# Off of everything - Been awhile since i've posted



## BlueTank (Jun 2, 2010)

It has been ages since i've been on here. I hope everybody is doing better than they were the day before.

I really feel like I should help out more. Perhaps some time i'll get around to it. Right now i'm starting a load of projects to keep busy and not think about this DP/DR shit.

Medications

I am off of all of them. I have been for awhile now. Done with KPin about 5 months ago and done with Zoloft about 1 or 2 months ago.

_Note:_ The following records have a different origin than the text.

//! Scatter-then-form scenarios for the all-at-once variant

use crate::config::ParticleTextConfig;
use crate::input::RepulsionContext;
use crate::physics::FormationPhase;
use crate::render::HeadlessScene;
use crate::text::TextRasterizer;
use crate::ParticleTextSystem;

const FRAME: f32 = 1.0 / 60.0;

fn square_a() -> ParticleTextConfig {
    let mut config = ParticleTextConfig::new("A").with_seed(42).with_scale(1.0);
    config.raster.canvas_width = 256;
    config.raster.canvas_height = 256;
    config.raster.sample_stride = 3;
    config
}

/// Count ink pixels with a plain nested loop over the canvas
fn scan_count(config: &ParticleTextConfig) -> usize {
    let raster = TextRasterizer::with_block_font().rasterize(
        &config.text,
        config.raster.font_size_px,
        config.raster.canvas_width,
        config.raster.canvas_height,
    );
    let canvas = raster.canvas();
    let stride = config.raster.sample_stride as usize;
    let mut count = 0;
    for y in (0..canvas.height()).step_by(stride) {
        for x in (0..canvas.width()).step_by(stride) {
            if canvas.alpha_at(x, y) > config.raster.alpha_threshold {
                count += 1;
            }
        }
    }
    count
}

#[test]
fn test_point_count_matches_raster_scan() {
    let config = square_a();
    let expected = scan_count(&config);

    let mut system = ParticleTextSystem::new();
    let mut scene = HeadlessScene::new();
    let handle = system.create(config, &mut scene).unwrap();

    let points = system.point_set(handle).unwrap();
    assert!(expected > 0 && expected < 2000);
    assert_eq!(points.len(), expected);
    assert!(points.particles().iter().all(|p| p.glyph == 0));
}

#[test]
fn test_first_update_moves_every_point() {
    let mut system = ParticleTextSystem::new();
    let mut scene = HeadlessScene::new();
    let handle = system.create(square_a(), &mut scene).unwrap();

    let before: Vec<_> = system.point_set(handle).unwrap().particles().iter().map(|p| p.current).collect();
    system.update(handle, &RepulsionContext::inactive(), FRAME, &mut scene).unwrap();
    let after = system.point_set(handle).unwrap().particles();

    for (old, particle) in before.iter().zip(after) {
        assert_ne!(*old, particle.current);
        assert!(particle.current.iter().all(|c| c.is_finite()));
    }
}

#[test]
fn test_formation_converges_without_pointer() {
    let mut system = ParticleTextSystem::new();
    let mut scene = HeadlessScene::new();
    let handle = system.create(square_a(), &mut scene).unwrap();

    let scattered = system.point_set(handle).unwrap().max_home_distance();
    for _ in 0..1000 {
        system.update(handle, &RepulsionContext::inactive(), FRAME, &mut scene).unwrap();
    }

    assert!(scattered > 1.0);
    assert!(system.point_set(handle).unwrap().max_home_distance() < 0.5);
    assert_eq!(system.phase(handle), Some(FormationPhase::Settled));
}

#[test]
fn test_progress_never_decreases() {
    let mut system = ParticleTextSystem::new();
    let mut scene = HeadlessScene::new();
    let handle = system.create(square_a(), &mut scene).unwrap();

    let mut last = system.formation(handle).unwrap().progress();
    for dt in [FRAME, -FRAME, 0.0, 0.5, FRAME, 3.0] {
        system.update(handle, &RepulsionContext::inactive(), dt, &mut scene).unwrap();
        let progress = system.formation(handle).unwrap().progress();
        assert!(progress >= last);
        last = progress;
    }
    assert_eq!(last, 1.0);
}

#[test]
fn test_same_seed_forms_identically() {
    let mut scene = HeadlessScene::new();
    let mut first = ParticleTextSystem::new();
    let mut second = ParticleTextSystem::new();
    let a = first.create(square_a(), &mut scene).unwrap();
    let b = second.create(square_a(), &mut scene).unwrap();

    for _ in 0..10 {
        first.update(a, &RepulsionContext::inactive(), FRAME, &mut scene).unwrap();
        second.update(b, &RepulsionContext::inactive(), FRAME, &mut scene).unwrap();
    }
    assert_eq!(
        first.point_set(a).unwrap().positions_flat(),
        second.point_set(b).unwrap().positions_flat()
    );
}
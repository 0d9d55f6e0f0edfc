//! Particle physics
//!
//! - [`FormationState`] tracks how far a point set is through its formation
//! - [`SpringRepulsionIntegrator`] advances every point by one frame
//! - [`SequentialScheduler`] reveals points one at a time for the sequential variant

pub mod formation;
pub mod integrator;
pub mod scheduler;

pub use formation::{FormationPhase, FormationState};
pub use integrator::{repulsion_impulse, SpringRepulsionIntegrator, StepStats};
pub use scheduler::SequentialScheduler;
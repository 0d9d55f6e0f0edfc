//! Per-instance configuration for one particle text point set

use serde::{Deserialize, Serialize};

use super::{Config, ConfigError};
use crate::cloud::{Orientation, ScatterCenter};
use crate::foundation::math::Vec3;

/// Off-screen raster parameters
#[derive(Debug, Clone, PartialEq, Serialize, Deserialize)]
#[serde(default)]
pub struct RasterConfig {
    /// Requested font size in pixels (shrunk to fit long strings)
    pub font_size_px: f32,
    /// Canvas width in pixels
    pub canvas_width: u32,
    /// Canvas height in pixels
    pub canvas_height: u32,
    /// Sample every Nth pixel in each axis
    pub sample_stride: u32,
    /// Alpha a pixel must exceed to count as ink
    pub alpha_threshold: u8,
}

impl Default for RasterConfig {
    fn default() -> Self {
        Self {
            font_size_px: 120.0,
            canvas_width: 1024,
            canvas_height: 256,
            sample_stride: 3,
            alpha_threshold: 128,
        }
    }
}

/// Spring, damping and repulsion constants for the integrator
#[derive(Debug, Clone, PartialEq, Serialize, Deserialize)]
#[serde(default)]
pub struct PhysicsConfig {
    /// Steady-state spring constant
    pub base_spring: f32,
    /// Extra spring applied at formation start, decaying to zero
    pub extra_spring: f32,
    /// Velocity multiplier per step, in (0, 1)
    pub damping: f32,
    /// Pointer influence radius in world units
    pub repulse_radius: f32,
    /// Peak repulsion impulse per step
    pub repulse_strength: f32,
    /// Formation progress after which repulsion is allowed
    pub repulse_after_progress: f32,
}

impl Default for PhysicsConfig {
    fn default() -> Self {
        Self {
            base_spring: 0.025,
            extra_spring: 0.05,
            damping: 0.45,
            repulse_radius: 60.0,
            repulse_strength: 10.0,
            repulse_after_progress: 0.7,
        }
    }
}

/// Settings for the point-by-point reveal used by the skills title
#[derive(Debug, Clone, PartialEq, Serialize, Deserialize)]
#[serde(default)]
pub struct SequentialConfig {
    /// Seconds between two spawned points
    pub point_spawn_interval: f32,
    /// Random jitter radius applied around home on spawn
    pub spawn_jitter: f32,
    /// Upward offset applied on spawn
    pub spawn_rise: f32,
    /// Relative size swing of the settled pulse
    pub pulse_amplitude: f32,
    /// Pulse angular speed in radians per second
    pub pulse_speed: f32,
}

impl Default for SequentialConfig {
    fn default() -> Self {
        Self {
            point_spawn_interval: 0.0008,
            spawn_jitter: 1.5,
            spawn_rise: 4.0,
            pulse_amplitude: 0.25,
            pulse_speed: 3.0,
        }
    }
}

/// Full configuration of one particle text instance
#[derive(Debug, Clone, PartialEq, Serialize, Deserialize)]
#[serde(default)]
pub struct ParticleTextConfig {
    /// Text to form
    pub text: String,
    /// Rasterization parameters
    pub raster: RasterConfig,
    /// World units per raster pixel
    pub scale: f32,
    /// World offset added to every home position
    pub offset: [f32; 3],
    /// Fixed depth of the text plane before the offset
    pub depth: f32,
    /// Whether the text stands upright or lies on the ground plane
    pub orientation: Orientation,
    /// Integrator constants
    pub physics: PhysicsConfig,
    /// Radius of the initial scatter sphere
    pub scatter_radius: f32,
    /// What the scatter sphere is centred on
    pub scatter_center: ScatterCenter,
    /// Duration of the spring boost, in milliseconds
    pub formation_duration_ms: f32,
    /// Rendered point size once visible
    pub point_size: f32,
    /// Point-by-point reveal; `None` forms all points at once
    pub sequential: Option<SequentialConfig>,
    /// RNG seed for scatter and jitter; `None` seeds from entropy
    pub seed: Option<u64>,
}

impl Default for ParticleTextConfig {
    fn default() -> Self {
        Self {
            text: String::new(),
            raster: RasterConfig::default(),
            scale: 0.1,
            offset: [0.0, 0.0, 0.0],
            depth: 0.0,
            orientation: Orientation::Billboard,
            physics: PhysicsConfig::default(),
            scatter_radius: 60.0,
            scatter_center: ScatterCenter::ConfigOffset,
            formation_duration_ms: 2000.0,
            point_size: 0.6,
            sequential: None,
            seed: None,
        }
    }
}

impl Config for ParticleTextConfig {}

impl ParticleTextConfig {
    /// Create a default configuration for `text`
    pub fn new(text: impl Into<String>) -> Self {
        Self {
            text: text.into(),
            ..Default::default()
        }
    }

    /// Replace the text
    pub fn with_text(mut self, text: impl Into<String>) -> Self {
        self.text = text.into();
        self
    }

    /// Set the world offset
    pub fn with_offset(mut self, x: f32, y: f32, z: f32) -> Self {
        self.offset = [x, y, z];
        self
    }

    /// Set the world scale
    pub fn with_scale(mut self, scale: f32) -> Self {
        self.scale = scale;
        self
    }

    /// Fix the RNG seed
    pub fn with_seed(mut self, seed: u64) -> Self {
        self.seed = Some(seed);
        self
    }

    /// Enable the point-by-point reveal
    pub fn with_sequential(mut self, sequential: SequentialConfig) -> Self {
        self.sequential = Some(sequential);
        self
    }

    /// Offset as a vector
    pub fn offset_vec(&self) -> Vec3 {
        Vec3::from(self.offset)
    }

    /// Validate the configuration
    pub fn validate(&self) -> Result<(), ConfigError> {
        let raster = &self.raster;
        if raster.canvas_width == 0 || raster.canvas_height == 0 {
            return Err(ConfigError::invalid("raster.canvas", "canvas must be at least 1x1"));
        }
        if raster.sample_stride == 0 {
            return Err(ConfigError::invalid("raster.sample_stride", "stride must be at least 1"));
        }
        if !(raster.font_size_px > 0.0) {
            return Err(ConfigError::invalid("raster.font_size_px", "font size must be positive"));
        }
        if !self.scale.is_finite() {
            return Err(ConfigError::invalid("scale", "scale must be finite"));
        }

        let physics = &self.physics;
        if !(physics.damping > 0.0 && physics.damping < 1.0) {
            return Err(ConfigError::invalid("physics.damping", format!("{} is outside (0, 1)", physics.damping)));
        }
        if !(physics.repulse_radius > 0.0) {
            return Err(ConfigError::invalid("physics.repulse_radius", "radius must be positive"));
        }
        if physics.base_spring < 0.0 || physics.extra_spring < 0.0 {
            return Err(ConfigError::invalid("physics.spring", "spring terms must not be negative"));
        }
        if !(0.0..=1.0).contains(&physics.repulse_after_progress) {
            return Err(ConfigError::invalid("physics.repulse_after_progress", "must lie in [0, 1]"));
        }

        if self.scatter_radius < 0.0 {
            return Err(ConfigError::invalid("scatter_radius", "radius must not be negative"));
        }
        if self.formation_duration_ms < 0.0 {
            return Err(ConfigError::invalid("formation_duration_ms", "duration must not be negative"));
        }
        if let Some(sequential) = &self.sequential {
            if !(sequential.point_spawn_interval > 0.0) {
                return Err(ConfigError::invalid("sequential.point_spawn_interval", "interval must be positive"));
            }
        }

        Ok(())
    }
}
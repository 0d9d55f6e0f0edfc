//! Point clouds built from ink pixels
//!
//! [`PointCloudBuilder`] maps sampled pixels to home positions,
//! [`ScatterInitializer`] throws the live positions into a sphere, and
//! [`PointSet`] owns the result together with the buffers a renderer reads.

pub mod point_set;
pub mod builder;
pub mod scatter;

pub use point_set::{Particle, PointSet};
pub use builder::{Orientation, PointCloudBuilder};
pub use scatter::{sample_in_sphere, ScatterCenter, ScatterInitializer};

Give Zoloft time. Do it slow. It was really jacked up and i was having strange brain ticks. But i think its gone now!!! One day I just realized by brain wasn't swirlign anymore. But Zolfot is ROUGH!!!! That is a rough ride. Kpin was not. That was smooth as hell. up to 1.5 mg per day for like 8 months. then right down to nothing. No addiction. No issues. I never even think of the shtuff.

i cured my dpdr? Nope. HAH. YEEAAH about that. So I take vitamin b and what not now. And i'm off meds. But my vision is jacked and I still have dp/dr. I just handle it better.

I'm fat now. Yeah. It sucks.

So this all kicks in in September hard. My whole family said that thats it. I even called my dad "soooo september is it isn't it?" "yes it is"

I felt it really come on in Sep. I really oculd tell the difference. So now i'm ready for it. And I just accept that in these few months my life is going to be wacky. And I have some klonopin around juuuust incase. But mostly my vision gets extra shotty. ITs bad right now. Been bad for a while.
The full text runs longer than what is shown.